Collected data entries:
________________________________________
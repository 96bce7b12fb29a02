use crate::{
    error::RuntimeError,
    interpreter::{
        evaluator::{
            core::{Context, EvalResult},
            function::{builtin, random},
        },
        value::core::Value,
    },
};

/// Type alias for builtin function handlers.
///
/// A builtin receives the evaluation context, a slice of evaluated
/// argument values, and the call's line number.
type BuiltinFn = fn(&mut Context<'_>, &[Value], usize) -> EvalResult<Value>;

/// Specifies the required number of arguments for a builtin.
#[derive(Clone, Copy)]
enum Arity {
    Exact(usize),
}

impl Arity {
    /// Tests whether the given argument count satisfies this constraint.
    const fn check(&self, n: usize) -> bool {
        match self {
            Self::Exact(m) => n == *m,
        }
    }

    const fn expected(&self) -> usize {
        match self {
            Self::Exact(m) => *m,
        }
    }
}

/// Defines builtin functions by generating a lookup table and a name list.
///
/// Each entry provides:
/// - a string name,
/// - an arity specification,
/// - a function pointer implementing the builtin.
///
/// The macro produces:
/// - `BuiltinDef` (internal metadata),
/// - `BUILTIN_TABLE` (static table for lookup),
/// - `BUILTIN_FUNCTIONS` (public list of builtin names).
macro_rules! builtin_functions {
    (
        $(
            $name:literal => {
                arity: $arity:expr,
                func: $func:expr $(,)?
            }
        ),* $(,)?
    ) => {
        struct BuiltinDef {
            name:  &'static str,
            arity: Arity,
            func:  BuiltinFn,
        }
        static BUILTIN_TABLE: &[BuiltinDef] = &[
            $(
                BuiltinDef { name: $name, arity: $arity, func: $func },
            )*
        ];
        /// The names of every builtin, in table order.
        pub const BUILTIN_FUNCTIONS: &[&str] = &[
            $($name,)*
        ];
    };
}

builtin_functions! {
    "abs"      => { arity: Arity::Exact(1), func: |_, args, line| builtin::abs(args, line) },
    "sqrt"     => { arity: Arity::Exact(1), func: |_, args, line| builtin::sqrt(args, line) },
    "floor"    => { arity: Arity::Exact(1), func: |_, args, line| builtin::unary_round("floor", args, line) },
    "ceil"     => { arity: Arity::Exact(1), func: |_, args, line| builtin::unary_round("ceil", args, line) },
    "round"    => { arity: Arity::Exact(1), func: |_, args, line| builtin::unary_round("round", args, line) },
    "min"      => { arity: Arity::Exact(2), func: |_, args, line| builtin::min_max("min", args, line) },
    "max"      => { arity: Arity::Exact(2), func: |_, args, line| builtin::min_max("max", args, line) },
    "random"   => { arity: Arity::Exact(0), func: random::random },
    "toInt"    => { arity: Arity::Exact(1), func: |_, args, line| builtin::to_int(args, line) },
    "toFloat"  => { arity: Arity::Exact(1), func: |_, args, _| builtin::to_float(args) },
    "toString" => { arity: Arity::Exact(1), func: |_, args, _| builtin::to_string(args) },
    "toBool"   => { arity: Arity::Exact(1), func: |_, args, _| builtin::to_bool(args) },
    "length"   => { arity: Arity::Exact(1), func: |_, args, _| builtin::length(args) },
    "upper"    => { arity: Arity::Exact(1), func: |_, args, _| builtin::upper(args) },
    "lower"    => { arity: Arity::Exact(1), func: |_, args, _| builtin::lower(args) },
    "trim"     => { arity: Arity::Exact(1), func: |_, args, _| builtin::trim(args) },
    "contains" => { arity: Arity::Exact(2), func: |_, args, _| builtin::contains(args) },
}

impl Context<'_> {
    /// Evaluates a builtin function call.
    ///
    /// The name is looked up in the builtin table; the arity is verified;
    /// the handler runs over the already-evaluated arguments.
    ///
    /// # Errors
    /// - `UnknownFunction` for a name outside the table.
    /// - `ArgumentCountMismatch` when the arity check fails.
    /// - Whatever the handler itself raises.
    pub(crate) fn call_builtin(&mut self,
                               name: &str,
                               args: &[Value],
                               line: usize)
                               -> EvalResult<Value> {
        let Some(def) = BUILTIN_TABLE.iter().find(|b| b.name == name) else {
            return Err(RuntimeError::UnknownFunction { name: name.to_string(),
                                                       line });
        };
        if !def.arity.check(args.len()) {
            return Err(RuntimeError::ArgumentCountMismatch { name: name.to_string(),
                                                             expected: def.arity.expected(),
                                                             found: args.len(),
                                                             line });
        }
        (def.func)(self, args, line)
    }
}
________________________________________
Work order » Your response should contain each line of the entries above that holds the string "ArgumentCountMismatch".

Reply to the exercise »
    /// - `ArgumentCountMismatch` when the arity check fails.
            return Err(RuntimeError::ArgumentCountMismatch { name: name.to_string(),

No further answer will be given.